| What to produce |
Will you quote all of the entries, word for word?

===== Input data

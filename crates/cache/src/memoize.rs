//! Call-site caching for async functions
//!
//! [`CachedFn`] wraps an async function and routes every call through
//! [`CacheService::with_cache`] under a key derived from an owner name, a
//! method name and the call arguments.

use crate::errors::Result;
use crate::keys::CacheKeyBuilder;
use crate::options::CacheOptions;
use crate::service::CacheService;
use crate::errors::CacheError;
use serde::{de::DeserializeOwned, Serialize};
use std::future::Future;
use std::marker::PhantomData;
use std::sync::Arc;
use std::time::Duration;

type KeyGenerator<A> = Arc<dyn Fn(&A) -> String + Send + Sync>;

/// An async function whose results are cached per argument value
pub struct CachedFn<A, T, F> {
    service: CacheService,
    keys: CacheKeyBuilder,
    key_generator: Option<KeyGenerator<A>>,
    ttl: Option<Duration>,
    tags: Vec<String>,
    func: F,
    _marker: PhantomData<fn(A) -> T>,
}

impl<A, T, F> CachedFn<A, T, F> {
    /// Wrap `func`; keys take the form `[prefix:]owner:method:args`
    pub fn new(
        service: CacheService,
        owner: impl Into<String>,
        method: impl Into<String>,
        func: F,
    ) -> Self {
        let keys = CacheKeyBuilder::new(owner, method)
            .with_prefix(service.config().key_prefix.clone());
        Self {
            service,
            keys,
            key_generator: None,
            ttl: None,
            tags: Vec::new(),
            func,
            _marker: PhantomData,
        }
    }

    /// Derive the argument segment of the key from `generator` instead of JSON
    pub fn with_key_generator<G>(mut self, generator: G) -> Self
    where
        G: Fn(&A) -> String + Send + Sync + 'static,
    {
        self.key_generator = Some(Arc::new(generator));
        self
    }

    pub fn with_ttl(mut self, ttl: Duration) -> Self {
        self.ttl = Some(ttl);
        self
    }

    pub fn with_tags<I, S>(mut self, tags: I) -> Self
    where
        I: IntoIterator<Item = S>,
        S: Into<String>,
    {
        self.tags = tags.into_iter().map(Into::into).collect();
        self
    }

    /// Cache key used for `args`
    pub fn key_for(&self, args: &A) -> Result<String>
    where
        A: Serialize,
    {
        match &self.key_generator {
            Some(generator) => Ok(self.keys.build(&generator(args))),
            None => self.keys.build_from_args(args),
        }
    }
}

impl<A, T, F> CachedFn<A, T, F>
where
    A: Serialize + Clone + Send + 'static,
    T: Serialize + DeserializeOwned + Clone + Send + Sync + 'static,
{
    /// Call through the cache
    ///
    /// Failures of the wrapped function are returned as-is. When no usable key
    /// can be derived, or the cache rejects it before running anything, the
    /// failure is logged and the function is called directly instead.
    pub async fn call<Fut, E>(&self, args: A) -> Result<T>
    where
        F: Fn(A) -> Fut + Clone + Send + 'static,
        Fut: Future<Output = std::result::Result<T, E>> + Send + 'static,
        E: Into<Box<dyn std::error::Error + Send + Sync>> + Send + 'static,
    {
        let key = match self.key_for(&args) {
            Ok(key) => key,
            Err(error) => {
                tracing::warn!(error = %error, "Could not derive cache key; calling uncached");
                return self.call_uncached(args).await;
            }
        };

        let options = CacheOptions {
            ttl: self.ttl,
            tags: self.tags.clone(),
            force_refresh: false,
        };
        let func = self.func.clone();
        let fallback_args = args.clone();

        match self.service.with_cache(&key, move || func(args), options).await {
            Err(error) if error.is_configuration() => {
                tracing::warn!(key = %key, error = %error, "Cache error; calling uncached");
                self.call_uncached(fallback_args).await
            }
            result => result,
        }
    }

    async fn call_uncached<Fut, E>(&self, args: A) -> Result<T>
    where
        F: Fn(A) -> Fut,
        Fut: Future<Output = std::result::Result<T, E>>,
        E: Into<Box<dyn std::error::Error + Send + Sync>>,
    {
        (self.func)(args)
            .await
            .map_err(|error| CacheError::recompute(self.keys.qualified_name(), error))
    }
}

==========

| Solution for this task |
filename crates/cache/src/memoize.rs
//! Call-site caching for async functions
//!
//! [`CachedFn`] wraps an async function and routes every call through
//! [`CacheService::with_cache`] under a key derived from an owner name, a
//! method name and the call arguments.

use crate::errors::Result;
use crate::keys::CacheKeyBuilder;
use crate::options::CacheOptions;
use crate::service::CacheService;
use crate::errors::CacheError;
use serde::{de::DeserializeOwned, Serialize};
use std::future::Future;
use std::marker::PhantomData;
use std::sync::Arc;
use std::time::Duration;

type KeyGenerator<A> = Arc<dyn Fn(&A) -> String + Send + Sync>;

/// An async function whose results are cached per argument value
pub struct CachedFn<A, T, F> {
    service: CacheService,
    keys: CacheKeyBuilder,
    key_generator: Option<KeyGenerator<A>>,
    ttl: Option<Duration>,
    tags: Vec<String>,
    func: F,
    _marker: PhantomData<fn(A) -> T>,
}

impl<A, T, F> CachedFn<A, T, F> {
    /// Wrap `func`; keys take the form `[prefix:]owner:method:args`
    pub fn new(
        service: CacheService,
        owner: impl Into<String>,
        method: impl Into<String>,
        func: F,
    ) -> Self {
        let keys = CacheKeyBuilder::new(owner, method)
            .with_prefix(service.config().key_prefix.clone());
        Self {
            service,
            keys,
            key_generator: None,
            ttl: None,
            tags: Vec::new(),
            func,
            _marker: PhantomData,
        }
    }

    /// Derive the argument segment of the key from `generator` instead of JSON
    pub fn with_key_generator<G>(mut self, generator: G) -> Self
    where
        G: Fn(&A) -> String + Send + Sync + 'static,
    {
        self.key_generator = Some(Arc::new(generator));
        self
    }

    pub fn with_ttl(mut self, ttl: Duration) -> Self {
        self.ttl = Some(ttl);
        self
    }

    pub fn with_tags<I, S>(mut self, tags: I) -> Self
    where
        I: IntoIterator<Item = S>,
        S: Into<String>,
    {
        self.tags = tags.into_iter().map(Into::into).collect();
        self
    }

    /// Cache key used for `args`
    pub fn key_for(&self, args: &A) -> Result<String>
    where
        A: Serialize,
    {
        match &self.key_generator {
            Some(generator) => Ok(self.keys.build(&generator(args))),
            None => self.keys.build_from_args(args),
        }
    }
}

impl<A, T, F> CachedFn<A, T, F>
where
    A: Serialize + Clone + Send + 'static,
    T: Serialize + DeserializeOwned + Clone + Send + Sync + 'static,
{
    /// Call through the cache
    ///
    /// Failures of the wrapped function are returned as-is. When no usable key
    /// can be derived, or the cache rejects it before running anything, the
    /// failure is logged and the function is called directly instead.
    pub async fn call<Fut, E>(&self, args: A) -> Result<T>
    where
        F: Fn(A) -> Fut + Clone + Send + 'static,
        Fut: Future<Output = std::result::Result<T, E>> + Send + 'static,
        E: Into<Box<dyn std::error::Error + Send + Sync>> + Send + 'static,
    {
        let key = match self.key_for(&args) {
            Ok(key) => key,
            Err(error) => {
                tracing::warn!(error = %error, "Could not derive cache key; calling uncached");
                return self.call_uncached(args).await;
            }
        };

        let options = CacheOptions {
            ttl: self.ttl,
            tags: self.tags.clone(),
            force_refresh: false,
        };
        let func = self.func.clone();
        let fallback_args = args.clone();

        match self.service.with_cache(&key, move || func(args), options).await {
            Err(error) if error.is_configuration() => {
                tracing::warn!(key = %key, error = %error, "Cache error; calling uncached");
                self.call_uncached(fallback_args).await
            }
            result => result,
        }
    }

    async fn call_uncached<Fut, E>(&self, args: A) -> Result<T>
    where
        F: Fn(A) -> Fut,
        Fut: Future<Output = std::result::Result<T, E>>,
        E: Into<Box<dyn std::error::Error + Send + Sync>>,
    {
        (self.func)(args)
            .await
            .map_err(|error| CacheError::recompute(self.keys.qualified_name(), error))
    }
}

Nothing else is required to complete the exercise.